Extracted records
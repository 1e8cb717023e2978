//! This module provides the `DescriptionLoader` struct, responsible for
//! loading machine descriptions from files and strings.

use crate::parser::parse;
use crate::types::{Description, DescriptionError, MAX_DESCRIPTION_SIZE};
use std::fs;
use std::path::{Path, PathBuf};

/// `DescriptionLoader` is a utility struct for loading machine descriptions.
/// It reads `.tm` files (the text format), `.json` files (the serde
/// encoding of a [`Description`]), raw strings, and whole directories.
pub struct DescriptionLoader;

impl DescriptionLoader {
    /// Loads a single machine description from the specified file path.
    ///
    /// Files with a `.json` extension are decoded with serde; anything else
    /// goes through the `.tm` parser.
    ///
    /// # Returns
    ///
    /// * `Ok(Description)` if the file is successfully read and parsed.
    /// * `Err(DescriptionError::File)` if the file cannot be read or is
    ///   larger than [`MAX_DESCRIPTION_SIZE`].
    /// * `Err(DescriptionError::Parse)` / `Err(DescriptionError::Validation)`
    ///   if the content is not a valid description.
    pub fn load(path: &Path) -> Result<Description<char>, DescriptionError> {
        let content = fs::read_to_string(path).map_err(|e| {
            DescriptionError::File(format!("Failed to read file {}: {}", path.display(), e))
        })?;

        if content.len() > MAX_DESCRIPTION_SIZE {
            return Err(DescriptionError::File(format!(
                "Description file {} exceeds {} bytes",
                path.display(),
                MAX_DESCRIPTION_SIZE
            )));
        }

        if path.extension().is_some_and(|ext| ext == "json") {
            return serde_json::from_str(&content).map_err(|e| {
                DescriptionError::Validation(format!(
                    "Failed to decode {}: {}",
                    path.display(),
                    e
                ))
            });
        }

        parse(&content)
    }

    /// Loads a machine description from text in the `.tm` format.
    ///
    /// This is useful for descriptions that are not stored in files, e.g.
    /// from user input.
    pub fn load_from_string(content: &str) -> Result<Description<char>, DescriptionError> {
        parse(content)
    }

    /// Loads every description file (`.tm` or `.json` extension) from a
    /// given directory.
    ///
    /// Directories and files with other extensions are skipped. Each element
    /// of the result is either a successfully loaded description with its
    /// path, or the error that loading it produced.
    pub fn load_directory(
        directory: &Path,
    ) -> Vec<Result<(PathBuf, Description<char>), DescriptionError>> {
        if !directory.exists() {
            return vec![Err(DescriptionError::File(format!(
                "Directory {} does not exist",
                directory.display()
            )))];
        }

        let entries = match fs::read_dir(directory) {
            Ok(entries) => entries,
            Err(e) => {
                return vec![Err(DescriptionError::File(format!(
                    "Failed to read directory {}: {}",
                    directory.display(),
                    e
                )))]
            }
        };

        entries
            .filter_map(|entry| {
                let entry = match entry {
                    Ok(entry) => entry,
                    Err(e) => {
                        return Some(Err(DescriptionError::File(format!(
                            "Failed to read directory entry: {}",
                            e
                        ))))
                    }
                };

                let path = entry.path();

                // Skip directories and files that are not descriptions
                let is_description = path
                    .extension()
                    .is_some_and(|ext| ext == "tm" || ext == "json");
                if path.is_dir() || !is_description {
                    return None;
                }

                match Self::load(&path) {
                    Ok(description) => Some(Ok((path, description))),
                    Err(e) => Some(Err(DescriptionError::File(format!(
                        "Failed to load description from {}: {}",
                        path.display(),
                        e
                    )))),
                }
            })
            .collect()
    }
}

#[cfg(test)]
mod tests {
    use super::*;
    use std::fs::File;
    use std::io::Write;
    use tempfile::tempdir;

    #[test]
    fn test_load_valid_description() {
        let dir = tempdir().unwrap();
        let file_path = dir.path().join("test.tm");

        let content = "name: Test Machine\nrules:\n  start:\n    a -> b, R, stop\n  stop:";

        let mut file = File::create(&file_path).unwrap();
        file.write_all(content.as_bytes()).unwrap();

        let result = DescriptionLoader::load(&file_path);
        assert!(result.is_ok());

        let description = result.unwrap();
        assert_eq!(description.name, "Test Machine");
        assert_eq!(description.start_state, "start");
        assert_eq!(description.delta.len(), 1);
    }

    #[test]
    fn test_load_invalid_description() {
        let dir = tempdir().unwrap();
        let file_path = dir.path().join("invalid.tm");

        let mut file = File::create(&file_path).unwrap();
        file.write_all(b"This is not a valid description").unwrap();

        let result = DescriptionLoader::load(&file_path);
        assert!(result.is_err());
    }

    #[test]
    fn test_load_json_description() {
        let dir = tempdir().unwrap();
        let file_path = dir.path().join("machine.json");

        let description =
            DescriptionLoader::load_from_string("name: Json\nrules:\n  s:\n    a -> a, R, s")
                .unwrap();
        let json = serde_json::to_string(&description).unwrap();

        let mut file = File::create(&file_path).unwrap();
        file.write_all(json.as_bytes()).unwrap();

        let loaded = DescriptionLoader::load(&file_path).unwrap();
        assert_eq!(loaded, description);
    }

    #[test]
    fn test_load_oversized_description() {
        let dir = tempdir().unwrap();
        let file_path = dir.path().join("huge.tm");

        let mut file = File::create(&file_path).unwrap();
        file.write_all("#".repeat(MAX_DESCRIPTION_SIZE + 1).as_bytes())
            .unwrap();

        let result = DescriptionLoader::load(&file_path);
        assert!(result.is_err());
        assert!(result.unwrap_err().to_string().contains("exceeds"));
    }

    #[test]
    fn test_load_directory() {
        let dir = tempdir().unwrap();

        // Create a valid description file
        let valid_path = dir.path().join("valid.tm");
        let valid_content = "name: Valid\nrules:\n  start:\n    a -> b, R, stop\n  stop:";
        let mut valid_file = File::create(&valid_path).unwrap();
        valid_file.write_all(valid_content.as_bytes()).unwrap();

        // Create an invalid description file
        let invalid_path = dir.path().join("invalid.tm");
        let mut invalid_file = File::create(&invalid_path).unwrap();
        invalid_file.write_all(b"This is not a valid description").unwrap();

        // Create a file that should be ignored
        let ignored_path = dir.path().join("ignored.txt");
        let mut ignored_file = File::create(&ignored_path).unwrap();
        ignored_file.write_all(b"This file should be ignored").unwrap();

        let results = DescriptionLoader::load_directory(dir.path());

        // We should have 2 results: 1 success and 1 error
        assert_eq!(results.len(), 2);
        assert_eq!(results.iter().filter(|r| r.is_ok()).count(), 1);
        assert_eq!(results.iter().filter(|r| r.is_err()).count(), 1);
    }

    #[test]
    fn test_load_missing_directory() {
        let results = DescriptionLoader::load_directory(Path::new("/no/such/directory"));
        assert_eq!(results.len(), 1);
        assert!(results[0].is_err());
    }
}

Work instructions |
Return, with no change at all, every line in the entries above from the line containing "be read or is" through the line containing "skipped. Each element".

Answer area |
    /// * `Err(DescriptionError::File)` if the file cannot be read or is
    ///   larger than [`MAX_DESCRIPTION_SIZE`].
    /// * `Err(DescriptionError::Parse)` / `Err(DescriptionError::Validation)`
    ///   if the content is not a valid description.
    pub fn load(path: &Path) -> Result<Description<char>, DescriptionError> {
        let content = fs::read_to_string(path).map_err(|e| {
            DescriptionError::File(format!("Failed to read file {}: {}", path.display(), e))
        })?;

        if content.len() > MAX_DESCRIPTION_SIZE {
            return Err(DescriptionError::File(format!(
                "Description file {} exceeds {} bytes",
                path.display(),
                MAX_DESCRIPTION_SIZE
            )));
        }

        if path.extension().is_some_and(|ext| ext == "json") {
            return serde_json::from_str(&content).map_err(|e| {
                DescriptionError::Validation(format!(
                    "Failed to decode {}: {}",
                    path.display(),
                    e
                ))
            });
        }

        parse(&content)
    }

    /// Loads a machine description from text in the `.tm` format.
    ///
    /// This is useful for descriptions that are not stored in files, e.g.
    /// from user input.
    pub fn load_from_string(content: &str) -> Result<Description<char>, DescriptionError> {
        parse(content)
    }

    /// Loads every description file (`.tm` or `.json` extension) from a
    /// given directory.
    ///
    /// Directories and files with other extensions are skipped. Each element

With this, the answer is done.